In how many lines of the listing below does "yields" appear? Give only the figure.

** Opening Data for review block **

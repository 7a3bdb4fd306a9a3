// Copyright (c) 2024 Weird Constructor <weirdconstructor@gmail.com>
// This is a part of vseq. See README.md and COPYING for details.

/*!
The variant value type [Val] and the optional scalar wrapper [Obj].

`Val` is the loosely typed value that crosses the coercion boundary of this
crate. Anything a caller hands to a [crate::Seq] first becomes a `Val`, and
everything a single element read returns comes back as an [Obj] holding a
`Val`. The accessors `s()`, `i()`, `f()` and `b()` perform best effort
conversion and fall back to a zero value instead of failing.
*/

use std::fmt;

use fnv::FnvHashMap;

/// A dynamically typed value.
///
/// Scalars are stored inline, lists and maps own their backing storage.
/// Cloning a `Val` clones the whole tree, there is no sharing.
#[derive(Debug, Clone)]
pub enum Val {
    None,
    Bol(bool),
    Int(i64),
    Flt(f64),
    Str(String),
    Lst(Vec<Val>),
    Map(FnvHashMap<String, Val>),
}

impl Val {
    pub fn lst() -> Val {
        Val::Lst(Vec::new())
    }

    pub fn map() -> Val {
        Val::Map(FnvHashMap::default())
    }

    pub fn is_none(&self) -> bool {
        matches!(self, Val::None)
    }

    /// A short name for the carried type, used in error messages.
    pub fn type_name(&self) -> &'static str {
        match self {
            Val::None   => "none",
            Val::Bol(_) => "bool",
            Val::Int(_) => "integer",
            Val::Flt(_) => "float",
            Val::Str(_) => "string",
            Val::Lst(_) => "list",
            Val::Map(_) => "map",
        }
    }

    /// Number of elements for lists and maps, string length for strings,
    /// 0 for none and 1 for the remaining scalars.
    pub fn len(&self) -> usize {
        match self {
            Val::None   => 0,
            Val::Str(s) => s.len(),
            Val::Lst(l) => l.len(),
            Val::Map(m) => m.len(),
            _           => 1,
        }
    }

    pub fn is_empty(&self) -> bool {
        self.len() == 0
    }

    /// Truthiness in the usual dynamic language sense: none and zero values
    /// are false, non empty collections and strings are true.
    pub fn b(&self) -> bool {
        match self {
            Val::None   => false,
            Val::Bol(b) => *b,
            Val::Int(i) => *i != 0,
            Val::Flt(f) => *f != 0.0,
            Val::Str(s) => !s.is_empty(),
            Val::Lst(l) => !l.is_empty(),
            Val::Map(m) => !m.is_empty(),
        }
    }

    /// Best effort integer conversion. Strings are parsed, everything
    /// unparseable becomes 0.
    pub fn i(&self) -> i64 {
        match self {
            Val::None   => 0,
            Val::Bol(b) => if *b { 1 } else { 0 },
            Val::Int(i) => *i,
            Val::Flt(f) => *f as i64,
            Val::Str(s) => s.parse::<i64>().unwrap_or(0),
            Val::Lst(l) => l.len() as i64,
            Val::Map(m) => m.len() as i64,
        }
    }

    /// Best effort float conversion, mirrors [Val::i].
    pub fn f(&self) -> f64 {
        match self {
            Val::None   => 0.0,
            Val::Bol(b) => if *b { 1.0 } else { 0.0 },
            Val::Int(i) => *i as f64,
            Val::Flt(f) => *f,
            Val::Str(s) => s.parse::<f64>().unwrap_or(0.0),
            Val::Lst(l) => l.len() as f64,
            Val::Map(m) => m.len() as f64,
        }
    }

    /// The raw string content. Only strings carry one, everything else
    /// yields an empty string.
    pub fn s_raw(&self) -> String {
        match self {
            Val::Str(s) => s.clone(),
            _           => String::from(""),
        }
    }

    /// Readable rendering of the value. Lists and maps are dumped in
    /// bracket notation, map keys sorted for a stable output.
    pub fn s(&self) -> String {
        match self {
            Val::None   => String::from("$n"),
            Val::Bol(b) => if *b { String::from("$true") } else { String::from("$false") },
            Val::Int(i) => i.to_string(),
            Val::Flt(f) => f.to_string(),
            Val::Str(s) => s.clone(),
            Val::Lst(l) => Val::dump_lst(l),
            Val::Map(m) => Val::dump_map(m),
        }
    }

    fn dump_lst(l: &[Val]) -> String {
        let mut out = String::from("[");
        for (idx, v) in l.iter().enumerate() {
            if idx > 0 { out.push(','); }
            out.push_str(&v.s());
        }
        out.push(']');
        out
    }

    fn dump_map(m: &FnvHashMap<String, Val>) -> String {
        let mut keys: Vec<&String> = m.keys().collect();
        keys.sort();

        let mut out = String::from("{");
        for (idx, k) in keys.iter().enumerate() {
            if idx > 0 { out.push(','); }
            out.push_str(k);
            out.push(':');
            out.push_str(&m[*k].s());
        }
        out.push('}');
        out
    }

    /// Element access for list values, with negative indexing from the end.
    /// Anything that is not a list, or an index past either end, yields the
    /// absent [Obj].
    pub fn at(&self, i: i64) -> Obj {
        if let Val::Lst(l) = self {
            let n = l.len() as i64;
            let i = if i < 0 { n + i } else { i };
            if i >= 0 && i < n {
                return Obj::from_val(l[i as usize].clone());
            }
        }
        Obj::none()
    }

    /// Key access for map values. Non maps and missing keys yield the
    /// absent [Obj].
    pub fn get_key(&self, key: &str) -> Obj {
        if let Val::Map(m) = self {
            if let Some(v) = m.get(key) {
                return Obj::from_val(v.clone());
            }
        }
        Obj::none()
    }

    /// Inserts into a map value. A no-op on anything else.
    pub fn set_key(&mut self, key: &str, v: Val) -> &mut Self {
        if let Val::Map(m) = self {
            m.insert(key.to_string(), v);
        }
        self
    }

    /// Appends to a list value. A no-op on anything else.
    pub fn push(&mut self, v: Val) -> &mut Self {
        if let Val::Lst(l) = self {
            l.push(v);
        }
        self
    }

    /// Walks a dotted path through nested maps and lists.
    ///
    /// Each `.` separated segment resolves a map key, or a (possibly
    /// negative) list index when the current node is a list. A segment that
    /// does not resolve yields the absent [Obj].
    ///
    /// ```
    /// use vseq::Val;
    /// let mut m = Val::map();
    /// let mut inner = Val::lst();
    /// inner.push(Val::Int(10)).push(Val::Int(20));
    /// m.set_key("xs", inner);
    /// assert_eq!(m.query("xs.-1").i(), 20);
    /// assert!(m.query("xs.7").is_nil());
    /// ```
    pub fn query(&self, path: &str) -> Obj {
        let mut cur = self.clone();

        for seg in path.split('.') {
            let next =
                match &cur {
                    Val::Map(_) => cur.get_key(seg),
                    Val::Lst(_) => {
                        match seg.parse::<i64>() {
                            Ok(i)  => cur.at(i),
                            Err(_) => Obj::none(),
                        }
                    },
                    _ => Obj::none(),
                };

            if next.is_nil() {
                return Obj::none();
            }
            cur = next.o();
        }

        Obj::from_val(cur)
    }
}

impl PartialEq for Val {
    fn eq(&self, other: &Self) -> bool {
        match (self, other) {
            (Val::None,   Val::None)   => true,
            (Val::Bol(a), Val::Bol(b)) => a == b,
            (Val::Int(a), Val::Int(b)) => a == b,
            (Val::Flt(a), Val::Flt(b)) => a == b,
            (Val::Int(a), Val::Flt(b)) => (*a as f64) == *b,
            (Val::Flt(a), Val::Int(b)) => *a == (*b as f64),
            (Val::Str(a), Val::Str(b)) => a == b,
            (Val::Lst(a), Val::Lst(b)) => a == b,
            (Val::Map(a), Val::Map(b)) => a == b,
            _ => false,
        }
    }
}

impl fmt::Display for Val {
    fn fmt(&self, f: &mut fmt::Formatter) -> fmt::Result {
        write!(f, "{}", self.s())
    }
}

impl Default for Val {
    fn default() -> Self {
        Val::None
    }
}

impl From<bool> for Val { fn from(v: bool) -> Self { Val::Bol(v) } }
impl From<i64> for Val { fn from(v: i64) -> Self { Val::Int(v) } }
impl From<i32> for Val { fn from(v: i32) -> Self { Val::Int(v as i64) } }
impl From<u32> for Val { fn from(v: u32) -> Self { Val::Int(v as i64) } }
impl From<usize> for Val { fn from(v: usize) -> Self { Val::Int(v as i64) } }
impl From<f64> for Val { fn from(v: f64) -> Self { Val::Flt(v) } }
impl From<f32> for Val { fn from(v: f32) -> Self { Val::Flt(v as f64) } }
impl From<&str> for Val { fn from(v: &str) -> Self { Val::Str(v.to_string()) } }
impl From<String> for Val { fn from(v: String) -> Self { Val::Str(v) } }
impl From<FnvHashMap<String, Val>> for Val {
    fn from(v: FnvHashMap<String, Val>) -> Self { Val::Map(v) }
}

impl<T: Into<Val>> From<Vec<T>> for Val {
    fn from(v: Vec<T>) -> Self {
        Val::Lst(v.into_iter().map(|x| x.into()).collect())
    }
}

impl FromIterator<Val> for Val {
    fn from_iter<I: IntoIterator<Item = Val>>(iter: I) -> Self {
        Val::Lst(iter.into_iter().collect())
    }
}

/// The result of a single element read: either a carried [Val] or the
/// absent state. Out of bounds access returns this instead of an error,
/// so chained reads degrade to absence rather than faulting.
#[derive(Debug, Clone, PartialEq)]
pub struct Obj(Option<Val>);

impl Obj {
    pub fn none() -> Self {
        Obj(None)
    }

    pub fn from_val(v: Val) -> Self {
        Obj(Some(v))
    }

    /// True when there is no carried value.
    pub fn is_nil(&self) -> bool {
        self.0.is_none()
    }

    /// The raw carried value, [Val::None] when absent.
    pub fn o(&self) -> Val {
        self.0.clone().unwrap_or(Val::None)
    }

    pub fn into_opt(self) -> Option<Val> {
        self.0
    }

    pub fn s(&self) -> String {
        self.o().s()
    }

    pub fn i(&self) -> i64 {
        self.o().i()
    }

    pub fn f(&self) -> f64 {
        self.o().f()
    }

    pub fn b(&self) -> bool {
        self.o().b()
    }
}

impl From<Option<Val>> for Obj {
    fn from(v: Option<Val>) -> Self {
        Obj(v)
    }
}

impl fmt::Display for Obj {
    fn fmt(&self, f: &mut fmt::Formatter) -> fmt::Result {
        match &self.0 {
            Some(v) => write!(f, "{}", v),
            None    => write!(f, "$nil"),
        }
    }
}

** Closing Data for review block **
** Opening Data for review block **

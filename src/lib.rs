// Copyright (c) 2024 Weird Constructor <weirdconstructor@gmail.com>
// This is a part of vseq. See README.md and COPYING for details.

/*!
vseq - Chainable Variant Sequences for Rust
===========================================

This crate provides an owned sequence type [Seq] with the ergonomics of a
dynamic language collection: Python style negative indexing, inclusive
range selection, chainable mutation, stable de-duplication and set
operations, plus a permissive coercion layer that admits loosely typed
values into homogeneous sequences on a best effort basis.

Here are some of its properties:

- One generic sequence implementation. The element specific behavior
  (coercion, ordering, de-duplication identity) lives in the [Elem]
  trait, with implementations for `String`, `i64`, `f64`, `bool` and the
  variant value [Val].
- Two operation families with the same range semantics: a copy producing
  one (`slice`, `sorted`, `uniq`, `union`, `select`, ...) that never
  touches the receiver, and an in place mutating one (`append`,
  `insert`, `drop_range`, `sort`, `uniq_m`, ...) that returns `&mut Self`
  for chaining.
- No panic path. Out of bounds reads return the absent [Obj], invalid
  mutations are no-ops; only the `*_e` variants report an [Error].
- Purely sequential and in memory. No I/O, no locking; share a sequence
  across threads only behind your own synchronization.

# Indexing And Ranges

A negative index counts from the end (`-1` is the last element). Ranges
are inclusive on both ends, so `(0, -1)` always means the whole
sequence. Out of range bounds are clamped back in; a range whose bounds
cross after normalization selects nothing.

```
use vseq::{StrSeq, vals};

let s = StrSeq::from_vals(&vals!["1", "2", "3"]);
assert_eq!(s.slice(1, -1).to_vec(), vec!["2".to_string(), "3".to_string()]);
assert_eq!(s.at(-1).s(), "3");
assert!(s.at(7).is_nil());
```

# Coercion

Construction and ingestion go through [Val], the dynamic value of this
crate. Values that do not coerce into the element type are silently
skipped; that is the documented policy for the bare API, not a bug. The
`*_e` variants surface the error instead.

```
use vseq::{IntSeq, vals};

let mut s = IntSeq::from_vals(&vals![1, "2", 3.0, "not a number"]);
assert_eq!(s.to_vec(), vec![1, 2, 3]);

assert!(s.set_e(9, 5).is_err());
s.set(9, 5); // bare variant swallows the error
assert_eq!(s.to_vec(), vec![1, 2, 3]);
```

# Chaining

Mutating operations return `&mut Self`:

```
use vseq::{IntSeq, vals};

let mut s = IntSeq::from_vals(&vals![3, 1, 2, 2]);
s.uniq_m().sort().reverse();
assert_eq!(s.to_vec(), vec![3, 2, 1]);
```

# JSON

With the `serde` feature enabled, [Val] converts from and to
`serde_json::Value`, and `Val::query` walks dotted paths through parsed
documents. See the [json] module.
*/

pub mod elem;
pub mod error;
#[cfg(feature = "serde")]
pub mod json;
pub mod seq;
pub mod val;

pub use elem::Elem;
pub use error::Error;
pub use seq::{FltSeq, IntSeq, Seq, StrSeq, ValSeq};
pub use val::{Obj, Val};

** Closing Data for review block **

Answer to this task:
3